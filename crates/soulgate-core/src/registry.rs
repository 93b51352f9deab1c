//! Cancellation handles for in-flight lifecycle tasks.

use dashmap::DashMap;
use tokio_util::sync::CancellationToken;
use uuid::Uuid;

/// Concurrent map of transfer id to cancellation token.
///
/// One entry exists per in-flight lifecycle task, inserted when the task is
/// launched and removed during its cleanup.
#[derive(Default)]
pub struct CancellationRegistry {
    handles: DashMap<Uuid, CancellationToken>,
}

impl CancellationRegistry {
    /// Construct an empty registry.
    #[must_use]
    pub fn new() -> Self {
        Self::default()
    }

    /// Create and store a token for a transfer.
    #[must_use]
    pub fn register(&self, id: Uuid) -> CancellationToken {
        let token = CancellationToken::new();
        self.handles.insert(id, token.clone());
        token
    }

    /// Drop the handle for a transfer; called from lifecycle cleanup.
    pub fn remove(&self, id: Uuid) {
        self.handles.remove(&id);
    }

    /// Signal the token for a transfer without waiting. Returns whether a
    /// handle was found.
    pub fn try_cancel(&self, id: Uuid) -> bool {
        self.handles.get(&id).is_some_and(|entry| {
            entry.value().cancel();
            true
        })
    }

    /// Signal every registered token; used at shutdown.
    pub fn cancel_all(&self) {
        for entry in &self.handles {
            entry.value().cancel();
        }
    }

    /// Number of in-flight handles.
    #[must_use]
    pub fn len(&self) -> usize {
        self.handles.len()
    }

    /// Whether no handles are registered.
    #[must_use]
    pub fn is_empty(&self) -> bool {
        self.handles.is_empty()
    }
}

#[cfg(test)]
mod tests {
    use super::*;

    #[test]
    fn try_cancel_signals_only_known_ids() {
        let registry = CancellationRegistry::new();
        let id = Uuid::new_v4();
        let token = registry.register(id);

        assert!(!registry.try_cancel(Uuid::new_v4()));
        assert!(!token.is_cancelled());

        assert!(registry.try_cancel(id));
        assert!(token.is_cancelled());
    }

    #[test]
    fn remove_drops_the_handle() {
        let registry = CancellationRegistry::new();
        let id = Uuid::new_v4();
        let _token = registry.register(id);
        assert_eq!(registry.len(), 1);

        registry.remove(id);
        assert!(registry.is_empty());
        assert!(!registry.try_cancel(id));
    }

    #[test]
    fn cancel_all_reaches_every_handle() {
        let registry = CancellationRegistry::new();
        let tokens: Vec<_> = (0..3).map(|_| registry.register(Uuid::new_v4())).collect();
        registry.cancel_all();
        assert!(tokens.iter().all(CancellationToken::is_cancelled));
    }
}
══════════
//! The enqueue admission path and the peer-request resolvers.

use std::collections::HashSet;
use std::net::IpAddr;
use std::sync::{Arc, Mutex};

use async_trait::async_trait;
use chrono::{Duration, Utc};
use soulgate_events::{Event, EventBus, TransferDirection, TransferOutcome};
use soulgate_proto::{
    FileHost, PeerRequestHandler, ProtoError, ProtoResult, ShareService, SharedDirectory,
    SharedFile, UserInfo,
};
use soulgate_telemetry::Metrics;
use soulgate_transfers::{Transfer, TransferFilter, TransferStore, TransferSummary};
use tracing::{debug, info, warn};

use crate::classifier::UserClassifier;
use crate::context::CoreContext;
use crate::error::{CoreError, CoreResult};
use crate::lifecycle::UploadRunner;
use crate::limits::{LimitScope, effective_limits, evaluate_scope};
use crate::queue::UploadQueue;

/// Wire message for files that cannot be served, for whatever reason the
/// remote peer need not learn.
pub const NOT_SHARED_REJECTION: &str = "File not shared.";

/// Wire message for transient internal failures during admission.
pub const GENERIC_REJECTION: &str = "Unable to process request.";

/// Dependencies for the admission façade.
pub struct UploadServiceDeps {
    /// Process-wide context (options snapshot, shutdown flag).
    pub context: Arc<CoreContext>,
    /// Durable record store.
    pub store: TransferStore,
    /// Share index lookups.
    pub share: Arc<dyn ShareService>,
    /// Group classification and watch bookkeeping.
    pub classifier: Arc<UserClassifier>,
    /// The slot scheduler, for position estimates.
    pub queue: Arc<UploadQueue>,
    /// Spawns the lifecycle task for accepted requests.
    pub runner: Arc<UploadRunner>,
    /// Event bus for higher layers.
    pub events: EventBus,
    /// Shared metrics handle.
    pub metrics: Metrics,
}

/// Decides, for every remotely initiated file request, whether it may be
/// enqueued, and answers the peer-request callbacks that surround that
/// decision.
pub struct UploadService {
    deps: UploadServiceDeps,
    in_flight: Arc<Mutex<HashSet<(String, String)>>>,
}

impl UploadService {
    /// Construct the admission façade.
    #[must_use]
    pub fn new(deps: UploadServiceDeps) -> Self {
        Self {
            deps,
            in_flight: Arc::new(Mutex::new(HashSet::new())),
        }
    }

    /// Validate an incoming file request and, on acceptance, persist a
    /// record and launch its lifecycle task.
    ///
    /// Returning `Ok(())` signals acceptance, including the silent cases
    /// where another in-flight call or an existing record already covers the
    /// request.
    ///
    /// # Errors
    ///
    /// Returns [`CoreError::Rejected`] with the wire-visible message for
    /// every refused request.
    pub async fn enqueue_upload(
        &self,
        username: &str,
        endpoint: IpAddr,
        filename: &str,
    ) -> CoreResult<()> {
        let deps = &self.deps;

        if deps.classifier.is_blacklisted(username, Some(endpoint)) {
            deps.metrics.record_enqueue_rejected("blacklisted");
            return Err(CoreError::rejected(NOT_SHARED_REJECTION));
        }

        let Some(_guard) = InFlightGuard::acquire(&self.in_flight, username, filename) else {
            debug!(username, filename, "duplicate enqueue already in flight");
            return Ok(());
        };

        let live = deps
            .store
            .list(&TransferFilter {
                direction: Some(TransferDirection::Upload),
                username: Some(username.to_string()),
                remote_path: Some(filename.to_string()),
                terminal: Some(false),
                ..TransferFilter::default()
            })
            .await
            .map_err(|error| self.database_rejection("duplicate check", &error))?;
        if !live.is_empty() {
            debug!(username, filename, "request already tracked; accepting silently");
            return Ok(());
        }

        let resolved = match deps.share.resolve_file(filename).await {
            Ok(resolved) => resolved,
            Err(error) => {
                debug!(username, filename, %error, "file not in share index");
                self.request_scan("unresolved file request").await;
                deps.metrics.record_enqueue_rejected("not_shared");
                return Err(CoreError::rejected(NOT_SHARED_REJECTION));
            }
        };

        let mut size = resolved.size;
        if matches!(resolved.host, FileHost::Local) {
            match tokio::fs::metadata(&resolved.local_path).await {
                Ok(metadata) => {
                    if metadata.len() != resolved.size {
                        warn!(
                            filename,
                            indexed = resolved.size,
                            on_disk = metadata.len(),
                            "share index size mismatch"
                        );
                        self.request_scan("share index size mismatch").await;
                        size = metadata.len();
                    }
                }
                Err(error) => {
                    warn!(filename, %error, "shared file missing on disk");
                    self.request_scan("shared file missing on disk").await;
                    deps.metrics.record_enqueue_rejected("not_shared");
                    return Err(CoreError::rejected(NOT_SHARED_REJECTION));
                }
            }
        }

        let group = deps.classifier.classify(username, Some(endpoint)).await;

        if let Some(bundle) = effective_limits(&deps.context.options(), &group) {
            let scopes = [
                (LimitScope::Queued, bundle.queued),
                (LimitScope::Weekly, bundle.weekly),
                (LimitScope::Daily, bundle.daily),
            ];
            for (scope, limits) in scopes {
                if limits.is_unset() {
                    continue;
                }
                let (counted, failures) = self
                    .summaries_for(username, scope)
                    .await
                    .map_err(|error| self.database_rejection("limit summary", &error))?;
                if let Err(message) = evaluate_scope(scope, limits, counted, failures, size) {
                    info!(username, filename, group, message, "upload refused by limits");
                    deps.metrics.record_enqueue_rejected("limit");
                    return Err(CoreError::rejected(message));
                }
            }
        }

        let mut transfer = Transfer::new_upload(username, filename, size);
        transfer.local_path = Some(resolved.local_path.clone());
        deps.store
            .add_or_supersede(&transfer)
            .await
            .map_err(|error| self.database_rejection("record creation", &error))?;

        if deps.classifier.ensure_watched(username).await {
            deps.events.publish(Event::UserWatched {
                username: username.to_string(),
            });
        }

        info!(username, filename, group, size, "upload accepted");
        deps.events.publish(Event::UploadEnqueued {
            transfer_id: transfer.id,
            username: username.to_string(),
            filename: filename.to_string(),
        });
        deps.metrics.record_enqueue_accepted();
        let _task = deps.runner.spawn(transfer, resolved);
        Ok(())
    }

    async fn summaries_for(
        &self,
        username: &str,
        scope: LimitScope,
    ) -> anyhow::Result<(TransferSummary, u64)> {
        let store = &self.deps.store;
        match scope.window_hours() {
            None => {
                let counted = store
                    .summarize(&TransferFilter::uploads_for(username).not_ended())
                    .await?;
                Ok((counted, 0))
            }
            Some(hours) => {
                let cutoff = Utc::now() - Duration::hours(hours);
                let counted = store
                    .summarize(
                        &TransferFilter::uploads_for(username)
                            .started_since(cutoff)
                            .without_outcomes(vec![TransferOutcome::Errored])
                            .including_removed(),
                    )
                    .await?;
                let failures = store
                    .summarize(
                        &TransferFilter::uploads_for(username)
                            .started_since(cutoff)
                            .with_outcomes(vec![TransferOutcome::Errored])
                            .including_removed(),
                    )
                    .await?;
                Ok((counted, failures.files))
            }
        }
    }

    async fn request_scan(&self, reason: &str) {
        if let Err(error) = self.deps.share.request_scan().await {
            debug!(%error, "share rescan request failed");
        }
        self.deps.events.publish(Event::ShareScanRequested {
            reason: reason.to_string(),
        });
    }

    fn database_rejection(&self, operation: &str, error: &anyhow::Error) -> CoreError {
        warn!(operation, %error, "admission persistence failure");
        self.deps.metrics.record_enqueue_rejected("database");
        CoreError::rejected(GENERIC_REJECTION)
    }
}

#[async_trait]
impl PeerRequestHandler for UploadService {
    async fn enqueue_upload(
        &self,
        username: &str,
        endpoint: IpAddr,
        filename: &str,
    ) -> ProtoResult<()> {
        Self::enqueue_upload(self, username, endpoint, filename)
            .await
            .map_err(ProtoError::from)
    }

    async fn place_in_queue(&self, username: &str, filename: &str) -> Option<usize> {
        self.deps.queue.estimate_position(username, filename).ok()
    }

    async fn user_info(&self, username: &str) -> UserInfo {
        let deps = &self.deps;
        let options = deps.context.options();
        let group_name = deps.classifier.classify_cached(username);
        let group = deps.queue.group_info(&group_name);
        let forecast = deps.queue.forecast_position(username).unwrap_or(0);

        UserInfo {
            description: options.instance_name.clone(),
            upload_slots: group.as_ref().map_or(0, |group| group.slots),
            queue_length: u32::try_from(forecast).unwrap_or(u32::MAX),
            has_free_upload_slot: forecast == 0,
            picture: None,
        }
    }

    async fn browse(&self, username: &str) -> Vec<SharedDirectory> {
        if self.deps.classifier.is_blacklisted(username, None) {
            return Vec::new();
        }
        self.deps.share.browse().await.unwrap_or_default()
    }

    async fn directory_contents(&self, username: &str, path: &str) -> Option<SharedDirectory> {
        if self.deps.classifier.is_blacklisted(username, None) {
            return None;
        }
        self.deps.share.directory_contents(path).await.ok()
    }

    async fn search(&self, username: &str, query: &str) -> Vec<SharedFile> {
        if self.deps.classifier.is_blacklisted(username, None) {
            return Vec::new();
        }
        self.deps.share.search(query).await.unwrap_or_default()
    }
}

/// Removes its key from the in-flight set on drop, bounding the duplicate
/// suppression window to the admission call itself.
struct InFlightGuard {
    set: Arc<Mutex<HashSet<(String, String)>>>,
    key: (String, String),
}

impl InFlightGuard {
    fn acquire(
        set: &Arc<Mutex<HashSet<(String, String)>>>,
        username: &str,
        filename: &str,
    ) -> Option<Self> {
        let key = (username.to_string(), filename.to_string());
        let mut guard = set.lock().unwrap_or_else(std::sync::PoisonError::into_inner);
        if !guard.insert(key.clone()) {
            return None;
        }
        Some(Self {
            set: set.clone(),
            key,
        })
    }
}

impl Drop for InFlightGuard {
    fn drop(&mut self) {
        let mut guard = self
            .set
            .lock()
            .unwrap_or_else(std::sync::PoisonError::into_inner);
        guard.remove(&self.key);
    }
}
══════════
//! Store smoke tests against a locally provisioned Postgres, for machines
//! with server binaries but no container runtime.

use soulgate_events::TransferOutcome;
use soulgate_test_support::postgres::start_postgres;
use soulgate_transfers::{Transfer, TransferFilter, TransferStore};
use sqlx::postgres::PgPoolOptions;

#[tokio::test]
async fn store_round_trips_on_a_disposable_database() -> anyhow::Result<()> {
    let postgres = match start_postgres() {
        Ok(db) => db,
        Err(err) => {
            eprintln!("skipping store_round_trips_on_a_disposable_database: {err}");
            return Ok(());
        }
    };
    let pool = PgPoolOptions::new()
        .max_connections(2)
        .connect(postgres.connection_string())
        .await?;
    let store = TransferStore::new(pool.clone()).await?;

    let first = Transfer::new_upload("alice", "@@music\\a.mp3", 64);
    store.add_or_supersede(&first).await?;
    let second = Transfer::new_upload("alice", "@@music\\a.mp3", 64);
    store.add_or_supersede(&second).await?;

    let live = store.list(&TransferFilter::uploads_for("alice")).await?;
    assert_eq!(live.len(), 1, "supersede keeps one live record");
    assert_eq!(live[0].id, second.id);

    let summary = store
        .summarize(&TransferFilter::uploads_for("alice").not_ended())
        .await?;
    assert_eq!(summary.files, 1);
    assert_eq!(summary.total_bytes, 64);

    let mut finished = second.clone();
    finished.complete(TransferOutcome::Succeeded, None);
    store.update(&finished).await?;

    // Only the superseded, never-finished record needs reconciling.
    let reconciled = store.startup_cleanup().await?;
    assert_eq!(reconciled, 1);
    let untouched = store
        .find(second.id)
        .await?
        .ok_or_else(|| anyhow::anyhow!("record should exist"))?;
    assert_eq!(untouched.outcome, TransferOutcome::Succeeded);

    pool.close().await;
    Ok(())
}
══════════
Above is a listing; print exactly its lines from the one with "let group = deps.queue.group_info(&group_name);" through the one with "async fn directory_contents(&self, username: &str, path: &str)", and no other lines.

Answer to this exercise:
        let group = deps.queue.group_info(&group_name);
        let forecast = deps.queue.forecast_position(username).unwrap_or(0);

        UserInfo {
            description: options.instance_name.clone(),
            upload_slots: group.as_ref().map_or(0, |group| group.slots),
            queue_length: u32::try_from(forecast).unwrap_or(u32::MAX),
            has_free_upload_slot: forecast == 0,
            picture: None,
        }
    }

    async fn browse(&self, username: &str) -> Vec<SharedDirectory> {
        if self.deps.classifier.is_blacklisted(username, None) {
            return Vec::new();
        }
        self.deps.share.browse().await.unwrap_or_default()
    }

    async fn directory_contents(&self, username: &str, path: &str) -> Option<SharedDirectory> {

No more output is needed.